_Records for this task_:
//! Tokenizer: turns source bytes into a sequence of [`Token`]s.
//!
//! Numeric/string/compound-punctuation recognition, newline tokens
//! preserved (a direct parser discards them),
//! and maximal-munch over compound operators. The embedded-lexer-in-one-file
//! shape, this language's richer numeric-literal grammar (hex floats, signed
//! exponents), and its longer compound-operator table all follow.

use crate::diagnostics::DiagnosticSink;
use crate::token::{keyword_kind, LiteralValue, SourceLocation, Token, TokenKind};
use std::path::{Path, PathBuf};

pub struct Lexer<'a> {
    file: PathBuf,
    src: &'a [u8],
    pos: usize,
    line: u32,
}

impl<'a> Lexer<'a> {
    pub fn new(file: impl AsRef<Path>, src: &'a str) -> Self {
        Lexer { file: file.as_ref().to_path_buf(), src: src.as_bytes(), pos: 0, line: 0 }
    }

    /// Tokenizes the entire input, appending diagnostics to `sink` for any
    /// lexical errors encountered. Always terminates with exactly one `Eof`
    /// token.
    pub fn tokenize(mut self, sink: &mut dyn DiagnosticSink) -> Vec<Token> {
        let mut tokens = Vec::new();
        loop {
            let tok = self.next_token(sink);
            let is_eof = tok.is_eof();
            tokens.push(tok);
            if is_eof {
                break;
            }
        }
        tokens
    }

    fn peek(&self) -> u8 {
        *self.src.get(self.pos).unwrap_or(&0)
    }

    fn peek_at(&self, offset: usize) -> u8 {
        *self.src.get(self.pos + offset).unwrap_or(&0)
    }

    fn bump(&mut self) -> u8 {
        let c = self.peek();
        self.pos += 1;
        c
    }

    fn loc(&self, start: usize) -> SourceLocation {
        SourceLocation::new(self.file.clone(), start as u32, self.pos as u32, self.line)
    }

    fn raw(&self, start: usize) -> String {
        String::from_utf8_lossy(&self.src[start..self.pos]).into_owned()
    }

    fn skip_whitespace_and_comments(&mut self, sink: &mut dyn DiagnosticSink) {
        loop {
            match self.peek() {
                b' ' | b'\t' | b'\r' => {
                    self.pos += 1;
                }
                b'/' if self.peek_at(1) == b'/' => {
                    while self.peek() != b'\n' && self.peek() != 0 {
                        self.pos += 1;
                    }
                }
                b'/' if self.peek_at(1) == b'*' => {
                    let start = self.pos;
                    let start_line = self.line;
                    self.pos += 2;
                    loop {
                        if self.peek() == 0 {
                            sink.error(
                                &self.loc(start),
                                &format!(
                                    "unterminated block comment starting on line {}",
                                    start_line + 1
                                ),
                            );
                            return;
                        }
                        if self.peek() == b'*' && self.peek_at(1) == b'/' {
                            self.pos += 2;
                            break;
                        }
                        if self.peek() == b'\n' {
                            self.line += 1;
                        }
                        self.pos += 1;
                    }
                }
                _ => return,
            }
        }
    }

    fn next_token(&mut self, sink: &mut dyn DiagnosticSink) -> Token {
        self.skip_whitespace_and_comments(sink);

        let start = self.pos;
        let c = self.peek();

        if c == 0 {
            return Token::new(TokenKind::Eof, self.loc(start), String::new());
        }

        if c == b'\n' {
            self.pos += 1;
            let tok = Token::new(TokenKind::Newline, self.loc(start), "\n".to_string());
            self.line += 1;
            return tok;
        }

        if c.is_ascii_digit() || (c == b'.' && self.peek_at(1).is_ascii_digit()) {
            return self.lex_number(start);
        }

        if c == b'_' || c.is_ascii_alphabetic() {
            return self.lex_identifier(start);
        }

        if c == b'"' {
            return self.lex_string(start, sink);
        }

        self.lex_punctuation(start, sink)
    }

    fn lex_identifier(&mut self, start: usize) -> Token {
        while self.peek() == b'_' || self.peek().is_ascii_alphanumeric() {
            self.pos += 1;
        }
        let raw = self.raw(start);
        let kind = keyword_kind(&raw).unwrap_or(TokenKind::Identifier);
        let mut tok = Token::new(kind, self.loc(start), raw);
        if kind == TokenKind::KwTrue || kind == TokenKind::KwFalse {
            tok = tok.with_literal(LiteralValue::Bool(kind == TokenKind::KwTrue));
        }
        tok
    }

    /// Numeric literal scan: optional `0x` prefix selects hex;
    /// a literal is float iff it has a decimal point or an exponent
    /// (`e`/`E` decimal, `p`/`P` hex); sign characters inside an exponent
    /// belong to the literal.
    fn lex_number(&mut self, start: usize) -> Token {
        let is_hex = self.peek() == b'0' && (self.peek_at(1) == b'x' || self.peek_at(1) == b'X');
        if is_hex {
            self.pos += 2;
        }

        let mut is_float = false;
        let digit_ok = |b: u8, hex: bool| -> bool {
            if hex { b.is_ascii_hexdigit() } else { b.is_ascii_digit() }
        };

        while digit_ok(self.peek(), is_hex) {
            self.pos += 1;
        }

        if self.peek() == b'.' && (digit_ok(self.peek_at(1), is_hex) || !is_hex) {
            is_float = true;
            self.pos += 1;
            while digit_ok(self.peek(), is_hex) {
                self.pos += 1;
            }
        }

        let exp_marker = if is_hex { [b'p', b'P'] } else { [b'e', b'E'] };
        if self.peek() == exp_marker[0] || self.peek() == exp_marker[1] {
            let save = self.pos;
            self.pos += 1;
            if self.peek() == b'+' || self.peek() == b'-' {
                self.pos += 1;
            }
            if self.peek().is_ascii_digit() {
                is_float = true;
                while self.peek().is_ascii_digit() {
                    self.pos += 1;
                }
            } else {
                // Not actually an exponent (e.g. a bare trailing `e`
                // identifier char) — back out.
                self.pos = save;
            }
        }

        let raw = self.raw(start);
        let loc = self.loc(start);
        if is_float {
            let value = parse_float_literal(&raw);
            Token::new(TokenKind::FloatLiteral, loc, raw).with_literal(LiteralValue::Float(value))
        } else {
            let value = parse_int_literal(&raw);
            Token::new(TokenKind::IntLiteral, loc, raw).with_literal(LiteralValue::Int(value))
        }
    }

    /// String literals: no escape processing beyond termination on `"` or
    /// newline.
    fn lex_string(&mut self, start: usize, sink: &mut dyn DiagnosticSink) -> Token {
        self.pos += 1; // opening quote
        let content_start = self.pos;
        loop {
            match self.peek() {
                b'"' => {
                    let content = self.raw(content_start);
                    self.pos += 1;
                    let raw = self.raw(start);
                    let loc = self.loc(start);
                    return Token::new(TokenKind::StringLiteral, loc, raw)
                        .with_literal(LiteralValue::String(content));
                }
                0 | b'\n' => {
                    sink.error(&self.loc(start), "unterminated string literal");
                    let raw = self.raw(start);
                    let loc = self.loc(start);
                    return Token::new(TokenKind::Error, loc, raw);
                }
                _ => self.pos += 1,
            }
        }
    }

    /// Maximal-munch punctuation scan over the compound-operator table.
    fn lex_punctuation(&mut self, start: usize, sink: &mut dyn DiagnosticSink) -> Token {
        use TokenKind::*;

        macro_rules! tok {
            ($kind:expr, $len:expr) => {{
                self.pos += $len;
                return Token::new($kind, self.loc(start), self.raw(start));
            }};
        }

        let c0 = self.peek();
        let c1 = self.peek_at(1);
        let c2 = self.peek_at(2);

        match (c0, c1, c2) {
            (b'<', b'<', b'=') => tok!(ShlAssign, 3),
            (b'>', b'>', b'=') => tok!(ShrAssign, 3),
            (b'.', b'.', b'.') => tok!(Ellipsis, 3),
            _ => {}
        }

        match (c0, c1) {
            (b'<', b'=') => tok!(Le, 2),
            (b'>', b'=') => tok!(Ge, 2),
            (b'=', b'=') => tok!(Eq, 2),
            (b'!', b'=') => tok!(Ne, 2),
            (b'&', b'&') => tok!(AmpAmp, 2),
            (b'|', b'|') => tok!(PipePipe, 2),
            (b'<', b'<') => tok!(Shl, 2),
            (b'>', b'>') => tok!(Shr, 2),
            (b'+', b'+') => tok!(PlusPlus, 2),
            (b'-', b'-') => tok!(MinusMinus, 2),
            (b'+', b'=') => tok!(PlusAssign, 2),
            (b'-', b'=') => tok!(MinusAssign, 2),
            (b'*', b'=') => tok!(StarAssign, 2),
            (b'/', b'=') => tok!(SlashAssign, 2),
            (b'%', b'=') => tok!(PercentAssign, 2),
            (b'&', b'=') => tok!(AmpAssign, 2),
            (b'|', b'=') => tok!(PipeAssign, 2),
            (b'^', b'=') => tok!(CaretAssign, 2),
            (b'[', b'[') => tok!(AttrOpen, 2),
            (b']', b']') => tok!(AttrClose, 2),
            _ => {}
        }

        match c0 {
            b'(' => tok!(LParen, 1),
            b')' => tok!(RParen, 1),
            b'{' => tok!(LBrace, 1),
            b'}' => tok!(RBrace, 1),
            b'[' => tok!(LBracket, 1),
            b']' => tok!(RBracket, 1),
            b',' => tok!(Comma, 1),
            b';' => tok!(Semicolon, 1),
            b'.' => tok!(Dot, 1),
            b'+' => tok!(Plus, 1),
            b'-' => tok!(Minus, 1),
            b'*' => tok!(Star, 1),
            b'/' => tok!(Slash, 1),
            b'%' => tok!(Percent, 1),
            b'=' => tok!(Assign, 1),
            b'<' => tok!(Lt, 1),
            b'>' => tok!(Gt, 1),
            b'!' => tok!(Bang, 1),
            b'&' => tok!(Amp, 1),
            b'|' => tok!(Pipe, 1),
            b'^' => tok!(Caret, 1),
            b'~' => tok!(Tilde, 1),
            b'?' => tok!(Question, 1),
            b':' => tok!(Colon, 1),
            _ => {}
        }

        self.pos += 1;
        let loc = self.loc(start);
        sink.error(&loc, &format!("invalid character '{}'", c0 as char));
        Token::new(TokenKind::Error, loc, self.raw(start))
    }
}
//! Tokens produced by the lexer.
//!
//! A token is a tag plus a source range; literal tokens additionally carry
//! their decoded value so the parser never has to re-parse `raw` text.

use std::path::PathBuf;

/// A half-open byte range `[start, end)` into the source text, plus the file
/// it came from and the 0-indexed line the range starts on.
///
/// Kept deliberately small (`Copy`-able sans the `PathBuf`, which is cheap to
/// clone since translation units share one file path) so back-references can
/// be stashed on AST nodes without lifetime gymnastics.
#[derive(Debug, Clone, PartialEq)]
pub struct SourceLocation {
    pub file: PathBuf,
    pub start: u32,
    pub end: u32,
    pub line: u32,
}

impl SourceLocation {
    pub fn new(file: PathBuf, start: u32, end: u32, line: u32) -> Self {
        SourceLocation { file, start, end, line }
    }

    /// A zero-width location used for synthesized nodes (inserted casts,
    /// synthesized constructor declarations) that have no source span of
    /// their own.
    pub fn synthetic(file: PathBuf) -> Self {
        SourceLocation { file, start: 0, end: 0, line: 0 }
    }
}

impl std::fmt::Display for SourceLocation {
    fn fmt(&self, f: &mut std::fmt::Formatter<'_>) -> std::fmt::Result {
        write!(f, "{}:{}", self.file.display(), self.line + 1)
    }
}

/// The decoded payload of a literal token.
#[derive(Debug, Clone, PartialEq)]
pub enum LiteralValue {
    Int(u64),
    Float(f64),
    String(String),
    Bool(bool),
}

/// Token tags. Keywords are their own variants rather than a generic
/// `Identifier` re-tag at the parser boundary — the lexer re-tags a matched
/// keyword at scan time, so the parser never string-compares identifiers.
#[derive(Debug, Clone, Copy, PartialEq, Eq, Hash)]
pub enum TokenKind {
    // literals
    IntLiteral,
    FloatLiteral,
    StringLiteral,
    Identifier,

    // keywords: primitive types
    KwBool,
    KwInt,
    KwFloat,
    KwColor,
    KwPoint,
    KwVector,
    KwNormal,
    KwMatrix,
    KwString,
    KwVoid,
    KwClosure,

    // keywords: shader kinds
    KwShader,
    KwSurface,
    KwDisplacement,
    KwVolume,

    // keywords: declarations / statements
    KwStruct,
    KwOutput,
    KwIf,
    KwElse,
    KwWhile,
    KwFor,
    KwDo,
    KwBreak,
    KwContinue,
    KwReturn,

    // keywords: boolean / logical literals & aliases
    KwTrue,
    KwFalse,

    // punctuation
    LParen,
    RParen,
    LBrace,
    RBrace,
    LBracket,
    RBracket,
    AttrOpen,  // [[
    AttrClose, // ]]
    Comma,
    Semicolon,
    Dot,
    Ellipsis, // ...

    // operators
    Plus,
    Minus,
    Star,
    Slash,
    Percent,
    Assign,
    PlusAssign,
    MinusAssign,
    StarAssign,
    SlashAssign,
    PercentAssign,
    AmpAssign,
    PipeAssign,
    CaretAssign,
    ShlAssign,
    ShrAssign,
    Eq,
    Ne,
    Lt,
    Le,
    Gt,
    Ge,
    AmpAmp,
    PipePipe,
    Bang,
    Amp,
    Pipe,
    Caret,
    Tilde,
    Shl,
    Shr,
    PlusPlus,
    MinusMinus,
    Question,
    Colon,

    Newline,
    Eof,
    Error,
}

#[derive(Debug, Clone, PartialEq)]
pub struct Token {
    pub kind: TokenKind,
    pub loc: SourceLocation,
    pub raw: String,
    pub literal: Option<LiteralValue>,
}

impl Token {
    pub fn new(kind: TokenKind, loc: SourceLocation, raw: String) -> Self {
        Token { kind, loc, raw, literal: None }
    }

    pub fn with_literal(mut self, value: LiteralValue) -> Self {
        self.literal = Some(value);
        self
    }

    pub fn is_eof(&self) -> bool {
        self.kind == TokenKind::Eof
    }
}

/// Maps identifier text to a keyword token kind, or `None` for a plain
/// identifier. A single fixed table, consulted once per identifier scan.
pub fn keyword_kind(text: &str) -> Option<TokenKind> {
    use TokenKind::*;
    Some(match text {
        "bool" => KwBool,
        "int" => KwInt,
        "float" => KwFloat,
        "color" => KwColor,
        "point" => KwPoint,
        "vector" => KwVector,
        "normal" => KwNormal,
        "matrix" => KwMatrix,
        "string" => KwString,
        "void" => KwVoid,
        "closure" => KwClosure,
        "shader" => KwShader,
        "surface" => KwSurface,
        "displacement" => KwDisplacement,
        "volume" => KwVolume,
        "struct" => KwStruct,
        "output" => KwOutput,
        "if" => KwIf,
        "else" => KwElse,
        "while" => KwWhile,
        "for" => KwFor,
        "do" => KwDo,
        "break" => KwBreak,
        "continue" => KwContinue,
        "return" => KwReturn,
        "true" => KwTrue,
        "false" => KwFalse,
        // `and`, `or`, `not` are lexical aliases for the logical operators,
        // re-tagged directly to the operator token rather than a keyword.
        "and" => AmpAmp,
        "or" => PipePipe,
        "not" => Bang,
        _ => return None,
    })
}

_Problem_: Give a tally of the lines in the listing above that contain the word "range", and provide nothing beyond the number.

_Task answer_: 3